Validation of DNA Methylation Pattern in Buccal Swab Samples of TB Patients, Exposed Individuals, and Controls Using a Validation Cohort

To validate the robustness and generalizability of our findings, we incorporated additional participants from Kenya and Peru into a validation cohort. This validation cohort, notably larger than the initial pilot cohort, provided a more rigorous test of our findings, particularly given the perfect separation observed in the pilot study. We performed an unsupervised clustering analysis using MDS of the 1000 most variable CpG sites in the dataset-confirmed separation of the groups (Figure 2A). Furthermore, we identified 413 significant DMCs between the patients and controls, 32 between patients and exposed individuals, and 51 between exposed individuals and controls (MMD >0.2 and FDR-adjusted P < .05). The overlap in DMCs identified in the pilot and validation cohort was investigated in a Venn analysis and showed 22 overlapping DMCs between the cohorts (Figure 2B). In summary, these results confirm the findings from the pilot cohort and support that DNAm from the buccal mucosa can distinguish TB patients among healthy controls and exposed.

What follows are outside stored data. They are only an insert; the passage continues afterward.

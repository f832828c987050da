use crate::chunking::Chunker;
use crate::embeddings::Embedder;
use crate::traits::VectorIndex;
use crate::{Chunk, EmbeddingRecord, IngestError, ReindexPolicy, ServiceError};
use sha2::{Digest, Sha256};
use std::sync::Arc;
use uuid::Uuid;

const EMBED_BATCH_SIZE: usize = 64;

#[derive(Debug, Clone, PartialEq, Eq)]
pub struct IndexReport {
    pub document: String,
    /// Chunks embedded by this call, or already stored when `skipped`.
    pub chunks_embedded: usize,
    pub replaced: usize,
    pub skipped: bool,
}

/// Chunks document text, embeds each chunk and stores it tagged with the document name.
pub struct Indexer<E: ?Sized, V: ?Sized> {
    embedder: Arc<E>,
    index: Arc<V>,
    chunker: Chunker,
    policy: ReindexPolicy,
}

impl<E, V> Indexer<E, V>
where
    E: Embedder + ?Sized,
    V: VectorIndex + ?Sized,
{
    pub fn new(embedder: Arc<E>, index: Arc<V>, chunker: Chunker) -> Self {
        Self {
            embedder,
            index,
            chunker,
            policy: ReindexPolicy::default(),
        }
    }

    pub fn with_policy(mut self, policy: ReindexPolicy) -> Self {
        self.policy = policy;
        self
    }

    pub fn chunker(&self) -> &Chunker {
        &self.chunker
    }

    pub fn policy(&self) -> ReindexPolicy {
        self.policy
    }

    pub async fn index(&self, document_name: &str, text: &str) -> Result<IndexReport, IngestError> {
        if document_name.trim().is_empty() {
            return Err(IngestError::InvalidArgument(
                "document name must not be empty".to_string(),
            ));
        }

        let mut replaced = 0;
        match self.policy {
            ReindexPolicy::Skip => {
                let existing = self.index.count_document(document_name).await?;
                if existing > 0 {
                    tracing::info!(document = document_name, existing, "already indexed, skipping");
                    return Ok(IndexReport {
                        document: document_name.to_string(),
                        chunks_embedded: existing,
                        replaced: 0,
                        skipped: true,
                    });
                }
            }
            ReindexPolicy::Replace => {
                replaced = self.index.delete_document(document_name).await?;
            }
            ReindexPolicy::Append => {}
        }

        let salt = match self.policy {
            ReindexPolicy::Append => Some(Uuid::new_v4()),
            _ => None,
        };
        let chunks = build_chunks(document_name, self.chunker.chunk(text), salt.as_ref());

        for batch in chunks.chunks(EMBED_BATCH_SIZE) {
            let texts: Vec<String> = batch.iter().map(|chunk| chunk.text.clone()).collect();
            let vectors = self.embedder.embed(&texts).await?;
            if vectors.len() != batch.len() {
                return Err(IngestError::Service(ServiceError::BackendResponse {
                    backend: "embeddings".to_string(),
                    details: format!(
                        "expected {} vectors, received {}",
                        batch.len(),
                        vectors.len()
                    ),
                }));
            }

            let records: Vec<EmbeddingRecord> = batch
                .iter()
                .cloned()
                .zip(vectors)
                .map(|(chunk, vector)| {
                    tracing::debug!(chunk_id = %chunk.chunk_id, index = chunk.index, "embedded chunk");
                    EmbeddingRecord::new(chunk, vector)
                })
                .collect();
            self.index.insert(&records).await?;
        }

        tracing::info!(
            document = document_name,
            chunks = chunks.len(),
            replaced,
            "indexed document"
        );

        Ok(IndexReport {
            document: document_name.to_string(),
            chunks_embedded: chunks.len(),
            replaced,
            skipped: false,
        })
    }
}

pub fn build_chunks(document_name: &str, texts: Vec<String>, salt: Option<&Uuid>) -> Vec<Chunk> {
    texts
        .into_iter()
        .enumerate()
        .map(|(position, text)| {
            let index = position as u64;
            Chunk {
                chunk_id: make_chunk_id(document_name, index, &text, salt),
                source: document_name.to_string(),
                index,
                text,
            }
        })
        .collect()
}

/// Hex digest over the document name, sequence index and a digest of the chunk text.
pub fn make_chunk_id(document_name: &str, index: u64, text: &str, salt: Option<&Uuid>) -> String {
    let content_digest = Sha256::digest(text.as_bytes());

    let mut hasher = Sha256::new();
    hasher.update(document_name.as_bytes());
    hasher.update([0u8]);
    hasher.update(index.to_le_bytes());
    hasher.update(content_digest);
    if let Some(salt) = salt {
        hasher.update(salt.as_bytes());
    }
    format!("{:x}", hasher.finalize())
}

A validation cohort confirms differential methylation pattern from buccal swabs between patients with tuberculosis (TB) and healthy controls. A, Multidimensional scaling plot of the 1000 most variable CpG sites from buccal swab samples of patients with TB (pink triangles), TB-exposed individuals (green squares), and healthy controls (blue circles) with 85% confidence ellipses. The interferon-gamma release assay (IGRA) status of participants is indicated with black outline. B, Differently methylated CpG sites (DMCs) between the patients and controls from the pilot cohort and validation cohort compared in a Venn analysis showing an overlap of 22 DMCs. C, Multidimensional scaling plot of the 1000 most variable CpG sits in DNA methylomes from buccal swab samples from TB patients (pink), TB-exposed individuals (green), and healthy controls (blue) from Kenya (triangles), Peru (squares), or Sweden (circles).
Figure 2.

A validation cohort confirms differential methylation pattern from buccal swabs between patients with tuberculosis (TB) and healthy controls. A, Multidimensional scaling plot of the 1000 most variable CpG sites from buccal swab samples of patients with TB (pink triangles), TB-exposed individuals (green squares), and healthy controls (blue circles) with 85% confidence ellipses. The interferon-gamma release assay (IGRA) status of participants is indicated with black outline. B, Differently methylated CpG sites (DMCs) between the patients and controls from the pilot cohort and validation cohort compared in a Venn analysis showing an overlap of 22 DMCs. C, Multidimensional scaling plot of the 1000 most variable CpG sits in DNA methylomes from buccal swab samples from TB patients (pink), TB-exposed individuals (green), and healthy controls (blue) from Kenya (triangles), Peru (squares), or Sweden (circles).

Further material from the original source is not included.